KEP-2264: Kubernetes CSI release and CI process
kubernetes-csi-release-process
Table of Contents
- Summary
- Motivation
- Proposal
- Graduation Criteria
- Implementation History
- Drawbacks
- Alternatives
- Infrastructure Needed
Summary
The Kubernetes Storage SIG maintains a set of components under the kubernetes-csi GitHub organization. Those components are intentionally not part of core Kubernetes even though they are maintained by the Kubernetes project.
This document explains how these components are released.
Motivation
So far, the process for tagging and building components has been fairly manual, with some assistance by Travis CI. There has been no automatic testing of the release candidates on a Kubernetes cluster, neither as stand-alone deployment of individual components nor as full end-to-end (E2E) testing of several Kubernetes-CSI components. Testing the stable releases of the components is included in the automatic Kubernetes testing, but running those tests against pre-release components had to be done manually.

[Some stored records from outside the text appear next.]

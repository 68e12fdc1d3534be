use crate::{
    driver::stage::Stage,
    foundation::{
        core::{Axis, Point},
        math::RandomSource,
    },
    motion::{
        clock::{DeltaPolicy, STALL_CLAMP_MS},
        ease::Ease,
    },
    patterns::Stepper,
};

/// Largest normalized displacement in one frame.
pub const MAX_STEP: f64 = 0.08;

/// Targets pinned to two opposite sides; one at a time crosses over.
///
/// The moving target advances through the list and back (ping-pong). One
/// completion is reported per full forward-then-backward traversal.
#[derive(Clone, Debug)]
pub struct Sweep {
    layout: Vec<Point>,
    positions: Vec<Point>,
    axis: Axis,
    low: f64,
    high: f64,
    speed: f64,
    current: usize,
    dir: f64,
    forward: bool,
}

impl Sweep {
    /// `low` and `high` are the two sides along `axis`, in normalized units.
    pub fn new(layout: Vec<Point>, axis: Axis, low: f64, high: f64, speed: f64) -> Self {
        let mut sweep = Self {
            positions: layout.clone(),
            layout,
            axis,
            low,
            high,
            speed,
            current: 0,
            dir: 1.0,
            forward: true,
        };
        sweep.aim();
        sweep
    }

    /// Index of the moving target.
    pub fn current(&self) -> usize {
        self.current
    }

    /// Normalized target positions.
    pub fn positions(&self) -> &[Point] {
        &self.positions
    }

    /// Point the current target at the side it is not on.
    fn aim(&mut self) {
        self.dir = match self.positions.get(self.current) {
            Some(&p) if self.axis.along(p) > 0.5 => -1.0,
            _ => 1.0,
        };
    }

    fn speed_factor(&self, pos: f64) -> f64 {
        // A collapsed band measures progress against a unit span.
        let span = self.high - self.low;
        let span = if span == 0.0 { 1.0 } else { span };
        Ease::Sweep.apply((pos - self.low) / span)
    }

    fn arrived(&self) -> bool {
        self.positions.get(self.current).is_some_and(|&p| {
            let v = self.axis.along(p);
            v >= self.high || v <= self.low
        })
    }

    /// Snap the current target to its destination and hand over to the next.
    fn hand_over(&mut self) -> u32 {
        let side = if self.dir > 0.0 { self.high } else { self.low };
        let Some(p) = self.positions.get_mut(self.current) else {
            return 0;
        };
        *p = self.axis.with_along(*p, side);

        let last = self.positions.len() - 1;
        let mut completions = 0;
        if self.forward && self.current >= last {
            self.forward = false;
            self.current = last;
        } else if !self.forward && self.current == 0 {
            self.forward = true;
            completions = 1;
        } else if self.forward {
            self.current += 1;
        } else {
            self.current -= 1;
        }
        self.aim();
        completions
    }
}

impl Stepper for Sweep {
    fn reset(&mut self, _rng: &mut dyn RandomSource) {
        self.positions.clone_from(&self.layout);
        self.current = 0;
        self.forward = true;
        self.aim();
    }

    fn advance(&mut self, raw_dt_ms: f64, _rng: &mut dyn RandomSource) -> u32 {
        let dt = DeltaPolicy::Clamp {
            max_ms: STALL_CLAMP_MS,
        }
        .apply(raw_dt_ms);
        if dt == 0.0 {
            return 0;
        }
        let Some(&p) = self.positions.get(self.current) else {
            return 0;
        };

        let pos = self.axis.along(p);
        let raw = dt * self.speed_factor(pos) * self.speed * self.dir / 1_000_000.0;
        let step = raw.clamp(-MAX_STEP, MAX_STEP);
        self.positions[self.current] = self.axis.with_along(p, pos + step);

        if self.arrived() {
            self.hand_over()
        } else {
            0
        }
    }

    fn draw(&self, stage: &mut Stage<'_>) {
        let vp = stage.viewport();
        let radius = vp.w() / 45.0;
        for &p in &self.positions {
            stage.target(vp.to_pixels(p), radius);
        }
    }
}

#[cfg(test)]
#[path = "../../tests/unit/patterns/sweep.rs"]
mod tests;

With CSI support reaching GA in Kubernetes 1.13, it is time to define and follow a less work-intensive and more predictable approach.
Goals
- define the release process for each component
- unit testing as mandatory pre-submit check for all components
- testing on Kubernetes as mandatory pre-submit check for components that get deployed in a cluster
Non-Goals
- a combined “Kubernetes-CSI release”: each component gets released separately. It is the responsibility of a CSI driver maintainer to pick and test sidecar releases for a combined deployment of that driver. The hostpath deployment example can be used as a starting point, but it’s not going to be able to test all the possible combinations of features that a specific CSI driver may need.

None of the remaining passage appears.